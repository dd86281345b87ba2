//! Season aggregation walk.
//!
//! For one (team, season) pair: fetch and normalize the schedule, fetch
//! every played match's boxscore strictly sequentially, fold the extracted
//! records into season aggregates, and keep the per-match ledger so the
//! client can re-filter without another upstream round trip.
//!
//! One failed boxscore skips one match; only a failed schedule fetch
//! aborts the season. An empty schedule is a valid terminal state.

use std::collections::{BTreeMap, BTreeSet};

use chrono::{DateTime, Utc};
use tracing::{debug, warn};

use crate::analysis::fold::fold_matches;
use crate::analysis::models::{
    humanize, MatchRecord, PlayerMinutes, Position, RecentGame, RosterPlayer, SeasonAnalysis,
    StrategyPair, TeamRef,
};
use crate::history::enrich::enrich_players;
use crate::history::FileStore;
use crate::upstream::{boxscore, schedule, FetchError, GameApi};

/// Everything one aggregation request shares across its seasons. Each
/// season walk builds its own independent state from this.
pub struct SeasonContext<'a> {
    pub api: &'a dyn GameApi,
    pub store: &'a FileStore,
    pub session: &'a str,
    pub current_season: u32,
    pub current_week_id: u32,
    pub now: DateTime<Utc>,
}

impl SeasonContext<'_> {
    /// Aggregate one season of one team.
    pub async fn aggregate(&self, team_id: &str, season: u32) -> Result<SeasonAnalysis, FetchError> {
        let doc = self.api.schedule(team_id, season, self.session).await?;
        let scheduled = schedule::matches(&doc);
        if scheduled.is_empty() {
            return Ok(SeasonAnalysis::empty());
        }

        let mut team_name = String::new();
        let mut ledger: Vec<MatchRecord> = Vec::new();
        let mut opponents: Vec<Option<TeamRef>> = Vec::new();
        let mut roster: Vec<RosterPlayer> = Vec::new();
        let mut roster_seen: BTreeSet<String> = BTreeSet::new();

        for entry in &scheduled {
            // Future matches cannot have a boxscore yet. Only the current
            // season has future matches; the boundary is exclusive-future,
            // a match starting exactly now is included.
            if season == self.current_season && entry.start.is_some_and(|start| start > self.now)
            {
                continue;
            }

            let doc = match self.api.boxscore(&entry.id, self.session).await {
                Ok(doc) => doc,
                Err(err) => {
                    warn!(match_id = %entry.id, error = %err, "Boxscore fetch failed, skipping match");
                    continue;
                }
            };

            let Some(view) = boxscore::extract(&doc, team_id, entry) else {
                debug!(match_id = %entry.id, team_id, "Neither boxscore team matches, skipping");
                continue;
            };

            // Display name comes from the first match that carries one and
            // is never overwritten, even if later matches disagree.
            if team_name.is_empty() && !view.team_name.is_empty() {
                team_name = view.team_name.clone();
            }

            for player in view.roster {
                if roster_seen.insert(player.id.clone()) {
                    roster.push(player);
                }
            }

            opponents.push(view.opponent);
            ledger.push(view.record);
        }

        let outcome = fold_matches(&ledger);
        let recent_games = recent_games(&ledger, opponents);
        let players = enrich_players(self.store, &roster, self.current_week_id);

        Ok(SeasonAnalysis {
            team_name,
            offense_strategies: outcome.offense_strategies,
            defense_strategies: outcome.defense_strategies,
            avg_ratings: outcome.avg_ratings,
            avg_efficiency: outcome.avg_efficiency,
            effort_delta_list: outcome.effort_delta_list,
            player_sum_stats: outcome.player_sum_stats,
            matches: ledger,
            players,
            recent_games,
        })
    }
}

/// Per-match view for the recent-games panel, most recent first. Strategy
/// labels are prettified here and only here; the aggregates keep raw
/// labels.
fn recent_games(ledger: &[MatchRecord], opponents: Vec<Option<TeamRef>>) -> Vec<RecentGame> {
    let mut games: Vec<RecentGame> = ledger
        .iter()
        .zip(opponents)
        .map(|(record, opponent)| {
            let player_minutes = record
                .player_stats
                .iter()
                .map(|(id, line)| {
                    let mut position_minutes: BTreeMap<Position, u32> =
                        Position::ALL.iter().map(|pos| (*pos, 0)).collect();
                    for (pos, minutes) in &line.minutes {
                        position_minutes.insert(*pos, *minutes);
                    }
                    (
                        id.clone(),
                        PlayerMinutes {
                            name: line.name.clone(),
                            position_minutes,
                            total_minutes: line.min,
                        },
                    )
                })
                .collect();

            RecentGame {
                match_id: record.match_id.clone(),
                date: record.date,
                opponent,
                strategies: StrategyPair {
                    offense: humanize(&record.off_strategy),
                    defense: humanize(&record.def_strategy),
                },
                player_minutes,
            }
        })
        .collect();

    games.sort_by_key(|game| std::cmp::Reverse(game.date));
    games
}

> _EXERCISE DESCRIPTION_: Only one stretch of the data above is needed. Restate it word for word, from the line containing "state from this." through the line containing "let mut roster: Vec<RosterPlayer>", both ends included.

> _ANSWER TO THIS TASK_:
/// season walk builds its own independent state from this.
pub struct SeasonContext<'a> {
    pub api: &'a dyn GameApi,
    pub store: &'a FileStore,
    pub session: &'a str,
    pub current_season: u32,
    pub current_week_id: u32,
    pub now: DateTime<Utc>,
}

impl SeasonContext<'_> {
    /// Aggregate one season of one team.
    pub async fn aggregate(&self, team_id: &str, season: u32) -> Result<SeasonAnalysis, FetchError> {
        let doc = self.api.schedule(team_id, season, self.session).await?;
        let scheduled = schedule::matches(&doc);
        if scheduled.is_empty() {
            return Ok(SeasonAnalysis::empty());
        }

        let mut team_name = String::new();
        let mut ledger: Vec<MatchRecord> = Vec::new();
        let mut opponents: Vec<Option<TeamRef>> = Vec::new();
        let mut roster: Vec<RosterPlayer> = Vec::new();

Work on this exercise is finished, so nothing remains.